This recipe is for 24 mini cheesecakes.
- 2 tbsp butter (melted)
- 2 tsp fine sugar
- 3/8 cup graham cracker crumbs
- pinch of salt (NOTE: omit the salt if you’re using salted butter)
- 1 pkg cream cheese (softened)
- 1/4 cup fine sugar
- 1/4 tsp vanilla extract
- 2 tbsp white chocolate chips (melted)
- 1 large egg
- 1/4 cup white chocolate chips (melted)
- 24 fresh strawberry slices
- Line a mini cupcake pan and preheat oven at 315°F
- In a small bowl, mix cracker crumbs, butter, sugar, and salt to make the crust. Spoon about 1 tsp of crust into each cupcake liner.

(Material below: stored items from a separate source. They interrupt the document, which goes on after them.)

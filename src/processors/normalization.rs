//! Image normalization for the classifier input distribution.
//!
//! Converts 8-bit RGB pixels to a float32 CHW tensor scaled to [0, 1] and
//! shifted per channel by the mean/std the classifier was trained with.

use crate::core::{ClassifyError, ClassifyResult, Tensor4D};
use image::RgbImage;

/// ImageNet channel means (RGB order).
pub const IMAGENET_MEAN: [f32; 3] = [0.485, 0.456, 0.406];

/// ImageNet channel standard deviations (RGB order).
pub const IMAGENET_STD: [f32; 3] = [0.229, 0.224, 0.225];

/// Normalizes images for classification.
///
/// The scale, mean and std are folded into per-channel affine coefficients
/// (alpha = scale / std, beta = -mean / std) so each pixel costs one multiply
/// and one add.
#[derive(Debug)]
pub struct NormalizeImage {
    /// Scaling factors for each channel (alpha = scale / std).
    alpha: [f32; 3],
    /// Offset values for each channel (beta = -mean / std).
    beta: [f32; 3],
}

impl NormalizeImage {
    /// Creates a new NormalizeImage instance.
    ///
    /// # Arguments
    ///
    /// * `scale` - Optional scaling factor (defaults to 1.0/255.0)
    /// * `mean` - Optional mean values per channel (defaults to [`IMAGENET_MEAN`])
    /// * `std` - Optional standard deviations per channel (defaults to [`IMAGENET_STD`])
    ///
    /// # Errors
    ///
    /// Returns an error if the scale or any standard deviation is not
    /// strictly positive.
    pub fn new(
        scale: Option<f32>,
        mean: Option<[f32; 3]>,
        std: Option<[f32; 3]>,
    ) -> ClassifyResult<Self> {
        let scale = scale.unwrap_or(1.0 / 255.0);
        let mean = mean.unwrap_or(IMAGENET_MEAN);
        let std = std.unwrap_or(IMAGENET_STD);

        if scale <= 0.0 {
            return Err(ClassifyError::config_error(
                "scale must be greater than 0",
            ));
        }
        for (i, &s) in std.iter().enumerate() {
            if s <= 0.0 {
                return Err(ClassifyError::config_error(format!(
                    "standard deviation at index {i} must be greater than 0, got {s}"
                )));
            }
        }

        let mut alpha = [0.0f32; 3];
        let mut beta = [0.0f32; 3];
        for c in 0..3 {
            alpha[c] = scale / std[c];
            beta[c] = -mean[c] / std[c];
        }

        Ok(Self { alpha, beta })
    }

    /// Creates a normalizer with the ImageNet defaults.
    pub fn imagenet() -> Self {
        // Defaults are all positive, so this cannot fail.
        Self::new(None, None, None).expect("imagenet defaults are valid")
    }

    /// Normalizes a single RGB image into a (1, 3, H, W) float32 tensor.
    pub fn normalize_to(&self, img: &RgbImage) -> ClassifyResult<Tensor4D> {
        let (width, height) = img.dimensions();
        let channels = 3usize;
        let (width, height) = (width as usize, height as usize);

        let mut result = vec![0.0f32; channels * height * width];
        for (c, channel) in result.chunks_exact_mut(height * width).enumerate() {
            for y in 0..height {
                for x in 0..width {
                    let pixel = img.get_pixel(x as u32, y as u32);
                    channel[y * width + x] = pixel[c] as f32 * self.alpha[c] + self.beta[c];
                }
            }
        }

        ndarray::Array4::from_shape_vec((1, channels, height, width), result)
            .map_err(ClassifyError::Tensor)
    }
}

impl Default for NormalizeImage {
    fn default() -> Self {
        Self::imagenet()
    }
}

/// Scales raw [0, 255] pixel values to [0, 1] floats.
///
/// Standalone helper independent of the mean/std step; used by diagnostics
/// and tests.
pub fn scale_to_unit(pixels: &[u8]) -> Vec<f32> {
    pixels.iter().map(|&p| p as f32 / 255.0).collect()
}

- In a medium bowl, beat cream cheese, sugar, and vanilla with a handmixer on low speed until blended. Don’t overbeat the mixture.
- Add the egg to the mixture and beat on low speed until blended.
- Slowly pour the melted chocolate into the mixture and beat on low speed until blended. Scrape along the side of the bowl to ensure that the ingredients are blended well.
- Pour the mixture over the crust, distributing evenly among the cupcake liners.
- Bake for about 16 minutes, rotating the pan halfway through.
- Let the cheesecakes cool before adding the toppings. Pour a few drops of melted chocolate on top of each cheesecake, and then add a slice of strawberry on top.
- Refrigerate before serving. (Or freeze the cheesecakes if you don’t plan on serving them within the next 2 or 3 days.)